Your answer should be a single number: how many lines of the material below contain "return".

• [EXCERPTED DATA]
***

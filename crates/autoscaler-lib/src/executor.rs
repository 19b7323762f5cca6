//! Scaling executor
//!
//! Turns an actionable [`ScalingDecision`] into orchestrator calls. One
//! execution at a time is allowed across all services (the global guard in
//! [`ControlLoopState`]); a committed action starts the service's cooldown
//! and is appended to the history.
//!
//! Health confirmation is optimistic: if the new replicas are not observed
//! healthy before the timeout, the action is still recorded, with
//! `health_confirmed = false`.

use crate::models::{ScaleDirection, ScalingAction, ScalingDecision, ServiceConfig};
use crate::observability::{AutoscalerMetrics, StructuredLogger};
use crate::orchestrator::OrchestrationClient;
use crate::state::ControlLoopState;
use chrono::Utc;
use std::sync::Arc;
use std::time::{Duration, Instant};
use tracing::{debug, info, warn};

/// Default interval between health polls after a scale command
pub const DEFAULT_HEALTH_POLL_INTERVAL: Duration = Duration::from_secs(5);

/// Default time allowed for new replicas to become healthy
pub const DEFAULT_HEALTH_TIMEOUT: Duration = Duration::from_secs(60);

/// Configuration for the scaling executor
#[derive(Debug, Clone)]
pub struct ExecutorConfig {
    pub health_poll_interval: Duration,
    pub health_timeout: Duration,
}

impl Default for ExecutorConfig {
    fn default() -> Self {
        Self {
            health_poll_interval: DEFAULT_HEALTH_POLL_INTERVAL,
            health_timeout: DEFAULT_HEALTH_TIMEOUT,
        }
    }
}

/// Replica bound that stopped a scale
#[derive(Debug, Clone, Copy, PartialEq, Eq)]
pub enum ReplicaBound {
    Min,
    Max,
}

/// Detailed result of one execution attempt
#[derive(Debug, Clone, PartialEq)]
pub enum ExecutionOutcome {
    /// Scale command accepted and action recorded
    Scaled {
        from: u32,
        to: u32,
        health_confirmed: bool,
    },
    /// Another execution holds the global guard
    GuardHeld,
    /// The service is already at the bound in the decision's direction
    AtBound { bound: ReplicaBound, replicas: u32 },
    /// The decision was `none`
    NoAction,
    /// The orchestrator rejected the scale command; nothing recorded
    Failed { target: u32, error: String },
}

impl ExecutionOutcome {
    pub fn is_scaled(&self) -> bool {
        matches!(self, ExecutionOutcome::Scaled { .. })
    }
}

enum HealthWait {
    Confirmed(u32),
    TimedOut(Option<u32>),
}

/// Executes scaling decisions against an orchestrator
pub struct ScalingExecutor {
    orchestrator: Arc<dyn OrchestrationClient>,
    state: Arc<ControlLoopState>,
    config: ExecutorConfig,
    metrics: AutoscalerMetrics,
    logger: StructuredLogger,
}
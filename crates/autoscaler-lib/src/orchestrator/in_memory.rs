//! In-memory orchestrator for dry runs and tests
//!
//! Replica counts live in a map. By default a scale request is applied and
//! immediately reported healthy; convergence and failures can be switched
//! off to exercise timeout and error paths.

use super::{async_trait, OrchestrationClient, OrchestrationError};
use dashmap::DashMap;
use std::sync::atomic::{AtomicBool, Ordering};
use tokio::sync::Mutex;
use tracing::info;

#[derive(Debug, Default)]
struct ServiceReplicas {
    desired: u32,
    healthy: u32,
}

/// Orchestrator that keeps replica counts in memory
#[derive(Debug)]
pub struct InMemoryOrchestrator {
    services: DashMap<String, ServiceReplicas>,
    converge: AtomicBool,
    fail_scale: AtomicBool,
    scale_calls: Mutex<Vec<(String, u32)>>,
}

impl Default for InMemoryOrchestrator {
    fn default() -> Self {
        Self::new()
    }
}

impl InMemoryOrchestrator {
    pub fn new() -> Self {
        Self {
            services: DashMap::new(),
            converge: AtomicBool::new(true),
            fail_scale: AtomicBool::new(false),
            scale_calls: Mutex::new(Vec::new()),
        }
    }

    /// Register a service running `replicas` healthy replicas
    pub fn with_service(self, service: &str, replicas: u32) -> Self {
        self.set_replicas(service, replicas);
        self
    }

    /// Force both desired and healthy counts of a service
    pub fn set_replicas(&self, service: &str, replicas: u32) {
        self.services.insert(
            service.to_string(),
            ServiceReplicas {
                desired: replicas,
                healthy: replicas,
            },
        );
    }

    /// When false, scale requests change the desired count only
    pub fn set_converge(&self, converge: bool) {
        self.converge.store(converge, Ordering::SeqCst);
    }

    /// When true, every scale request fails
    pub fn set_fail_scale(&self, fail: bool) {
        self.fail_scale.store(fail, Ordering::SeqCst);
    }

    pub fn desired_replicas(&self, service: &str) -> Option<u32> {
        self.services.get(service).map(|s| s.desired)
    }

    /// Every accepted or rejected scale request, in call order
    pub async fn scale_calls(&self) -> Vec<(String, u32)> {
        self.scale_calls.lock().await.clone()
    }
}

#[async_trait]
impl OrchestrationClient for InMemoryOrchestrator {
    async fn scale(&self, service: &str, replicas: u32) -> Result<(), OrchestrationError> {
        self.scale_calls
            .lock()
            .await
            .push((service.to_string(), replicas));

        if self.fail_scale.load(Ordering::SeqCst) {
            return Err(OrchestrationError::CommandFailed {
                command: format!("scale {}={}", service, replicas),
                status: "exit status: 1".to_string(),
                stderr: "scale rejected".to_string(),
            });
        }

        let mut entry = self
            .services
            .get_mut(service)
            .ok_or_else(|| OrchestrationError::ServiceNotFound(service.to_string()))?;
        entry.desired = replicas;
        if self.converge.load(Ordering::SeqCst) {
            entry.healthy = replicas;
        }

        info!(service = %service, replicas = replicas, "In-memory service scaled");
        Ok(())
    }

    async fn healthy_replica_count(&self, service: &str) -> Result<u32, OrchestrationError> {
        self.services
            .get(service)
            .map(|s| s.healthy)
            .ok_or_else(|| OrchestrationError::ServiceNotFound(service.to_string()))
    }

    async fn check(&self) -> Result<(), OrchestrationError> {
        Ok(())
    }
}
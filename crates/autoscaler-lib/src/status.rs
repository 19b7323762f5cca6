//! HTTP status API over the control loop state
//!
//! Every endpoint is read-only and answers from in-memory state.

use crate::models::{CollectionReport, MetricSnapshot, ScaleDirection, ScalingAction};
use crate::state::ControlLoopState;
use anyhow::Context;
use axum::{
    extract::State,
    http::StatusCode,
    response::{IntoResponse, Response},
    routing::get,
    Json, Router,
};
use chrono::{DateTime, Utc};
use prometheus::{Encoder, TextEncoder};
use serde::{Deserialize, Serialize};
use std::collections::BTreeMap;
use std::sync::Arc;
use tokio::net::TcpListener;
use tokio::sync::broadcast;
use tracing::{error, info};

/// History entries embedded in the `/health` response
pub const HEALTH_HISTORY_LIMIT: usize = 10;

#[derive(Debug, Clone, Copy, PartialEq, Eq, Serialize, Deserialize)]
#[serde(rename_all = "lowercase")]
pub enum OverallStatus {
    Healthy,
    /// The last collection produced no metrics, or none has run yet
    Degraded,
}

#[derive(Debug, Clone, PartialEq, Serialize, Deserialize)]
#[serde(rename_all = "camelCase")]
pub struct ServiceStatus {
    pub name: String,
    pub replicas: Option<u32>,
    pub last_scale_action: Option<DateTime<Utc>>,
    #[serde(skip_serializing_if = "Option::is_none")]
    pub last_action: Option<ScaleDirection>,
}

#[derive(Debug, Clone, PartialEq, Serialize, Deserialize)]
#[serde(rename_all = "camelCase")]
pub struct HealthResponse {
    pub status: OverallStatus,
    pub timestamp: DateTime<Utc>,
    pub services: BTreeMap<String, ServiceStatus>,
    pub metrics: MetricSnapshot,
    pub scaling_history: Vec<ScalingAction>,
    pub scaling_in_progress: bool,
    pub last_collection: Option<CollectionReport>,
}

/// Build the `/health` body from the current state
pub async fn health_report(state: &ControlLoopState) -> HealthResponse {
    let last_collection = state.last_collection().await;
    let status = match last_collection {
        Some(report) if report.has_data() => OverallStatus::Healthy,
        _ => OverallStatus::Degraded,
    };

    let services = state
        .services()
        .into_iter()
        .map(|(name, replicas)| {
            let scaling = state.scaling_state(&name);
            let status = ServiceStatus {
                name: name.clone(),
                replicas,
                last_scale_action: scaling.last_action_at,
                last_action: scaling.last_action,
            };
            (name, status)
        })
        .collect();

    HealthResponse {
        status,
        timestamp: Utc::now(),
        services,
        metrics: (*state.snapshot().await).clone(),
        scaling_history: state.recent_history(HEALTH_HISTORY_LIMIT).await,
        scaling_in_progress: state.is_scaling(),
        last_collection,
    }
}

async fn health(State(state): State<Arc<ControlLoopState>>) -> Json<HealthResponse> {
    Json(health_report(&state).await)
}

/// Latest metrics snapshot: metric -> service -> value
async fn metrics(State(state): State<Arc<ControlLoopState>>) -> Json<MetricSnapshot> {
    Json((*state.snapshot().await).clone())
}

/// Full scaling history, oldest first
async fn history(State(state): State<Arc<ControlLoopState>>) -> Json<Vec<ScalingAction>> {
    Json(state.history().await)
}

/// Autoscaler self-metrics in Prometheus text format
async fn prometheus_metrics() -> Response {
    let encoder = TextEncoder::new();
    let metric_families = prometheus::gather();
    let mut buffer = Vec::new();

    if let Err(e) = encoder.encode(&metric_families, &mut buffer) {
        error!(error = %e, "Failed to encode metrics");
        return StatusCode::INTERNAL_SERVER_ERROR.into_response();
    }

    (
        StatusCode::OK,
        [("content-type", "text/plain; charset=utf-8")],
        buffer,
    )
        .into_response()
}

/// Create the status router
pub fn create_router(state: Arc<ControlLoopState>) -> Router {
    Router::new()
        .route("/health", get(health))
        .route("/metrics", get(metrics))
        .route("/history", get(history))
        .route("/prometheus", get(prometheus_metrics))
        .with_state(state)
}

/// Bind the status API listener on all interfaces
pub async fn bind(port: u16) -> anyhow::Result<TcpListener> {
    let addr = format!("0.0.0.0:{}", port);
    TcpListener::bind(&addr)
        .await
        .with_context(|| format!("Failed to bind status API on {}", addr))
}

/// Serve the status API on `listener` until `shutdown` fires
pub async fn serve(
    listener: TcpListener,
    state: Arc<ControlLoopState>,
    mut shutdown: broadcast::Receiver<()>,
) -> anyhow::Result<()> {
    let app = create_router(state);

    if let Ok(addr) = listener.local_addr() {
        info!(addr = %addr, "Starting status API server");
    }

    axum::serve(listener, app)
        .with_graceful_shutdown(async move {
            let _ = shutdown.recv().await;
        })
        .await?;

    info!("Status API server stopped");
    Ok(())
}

***

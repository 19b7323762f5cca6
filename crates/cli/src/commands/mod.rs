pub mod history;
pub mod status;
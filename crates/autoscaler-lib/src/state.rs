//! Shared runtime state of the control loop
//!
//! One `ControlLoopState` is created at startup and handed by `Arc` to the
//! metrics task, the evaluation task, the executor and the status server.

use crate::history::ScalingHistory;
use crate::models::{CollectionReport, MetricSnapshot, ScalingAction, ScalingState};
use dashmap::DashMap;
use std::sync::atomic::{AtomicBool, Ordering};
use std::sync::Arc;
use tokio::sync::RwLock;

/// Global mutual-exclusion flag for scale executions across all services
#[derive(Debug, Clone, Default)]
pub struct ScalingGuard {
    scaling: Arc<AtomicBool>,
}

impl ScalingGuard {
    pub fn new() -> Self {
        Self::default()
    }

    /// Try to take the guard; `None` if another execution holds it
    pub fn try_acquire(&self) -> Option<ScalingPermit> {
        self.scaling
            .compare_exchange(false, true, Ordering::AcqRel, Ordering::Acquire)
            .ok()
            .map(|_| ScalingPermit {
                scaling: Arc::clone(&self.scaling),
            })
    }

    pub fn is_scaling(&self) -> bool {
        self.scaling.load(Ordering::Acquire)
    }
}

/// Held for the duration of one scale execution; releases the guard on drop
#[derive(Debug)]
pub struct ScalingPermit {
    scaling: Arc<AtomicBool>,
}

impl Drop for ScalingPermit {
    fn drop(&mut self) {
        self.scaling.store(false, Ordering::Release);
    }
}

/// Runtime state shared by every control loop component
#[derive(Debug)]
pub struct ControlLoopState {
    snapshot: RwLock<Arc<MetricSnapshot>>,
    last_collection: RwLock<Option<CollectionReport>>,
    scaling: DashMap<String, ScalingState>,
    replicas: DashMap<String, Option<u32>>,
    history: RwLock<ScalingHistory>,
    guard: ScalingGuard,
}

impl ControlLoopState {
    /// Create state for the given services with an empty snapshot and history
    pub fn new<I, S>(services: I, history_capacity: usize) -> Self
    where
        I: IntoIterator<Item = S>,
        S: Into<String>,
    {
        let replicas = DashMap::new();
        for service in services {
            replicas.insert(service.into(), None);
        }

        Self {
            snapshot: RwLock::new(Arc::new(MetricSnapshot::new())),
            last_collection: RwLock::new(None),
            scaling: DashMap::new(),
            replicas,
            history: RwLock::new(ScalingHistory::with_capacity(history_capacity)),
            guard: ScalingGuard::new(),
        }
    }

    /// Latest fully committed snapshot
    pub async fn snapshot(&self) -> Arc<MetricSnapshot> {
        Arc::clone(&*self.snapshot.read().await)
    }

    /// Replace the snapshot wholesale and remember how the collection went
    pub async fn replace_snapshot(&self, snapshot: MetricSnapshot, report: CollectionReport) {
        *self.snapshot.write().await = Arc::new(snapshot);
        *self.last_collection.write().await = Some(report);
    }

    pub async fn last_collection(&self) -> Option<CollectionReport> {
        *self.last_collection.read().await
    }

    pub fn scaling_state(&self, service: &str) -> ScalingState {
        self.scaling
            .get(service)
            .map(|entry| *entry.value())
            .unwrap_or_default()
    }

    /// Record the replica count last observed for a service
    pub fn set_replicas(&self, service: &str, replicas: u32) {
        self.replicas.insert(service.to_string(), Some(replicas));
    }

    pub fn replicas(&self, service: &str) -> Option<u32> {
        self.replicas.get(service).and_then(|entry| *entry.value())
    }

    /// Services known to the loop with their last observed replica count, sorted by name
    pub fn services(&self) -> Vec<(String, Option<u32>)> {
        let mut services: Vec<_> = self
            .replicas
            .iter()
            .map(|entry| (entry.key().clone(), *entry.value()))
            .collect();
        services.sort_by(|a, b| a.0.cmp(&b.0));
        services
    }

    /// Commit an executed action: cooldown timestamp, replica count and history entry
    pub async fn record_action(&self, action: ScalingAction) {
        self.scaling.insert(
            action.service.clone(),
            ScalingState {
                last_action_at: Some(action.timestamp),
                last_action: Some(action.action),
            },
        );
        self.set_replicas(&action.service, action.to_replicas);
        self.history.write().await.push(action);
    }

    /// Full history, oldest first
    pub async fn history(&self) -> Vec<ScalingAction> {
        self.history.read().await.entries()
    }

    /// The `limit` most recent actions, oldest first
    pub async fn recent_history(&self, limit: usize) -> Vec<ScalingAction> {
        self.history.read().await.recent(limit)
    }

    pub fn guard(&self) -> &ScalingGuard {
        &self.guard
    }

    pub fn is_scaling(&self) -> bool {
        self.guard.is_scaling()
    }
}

***

• [RESPONSE FOR THIS EXERCISE] 2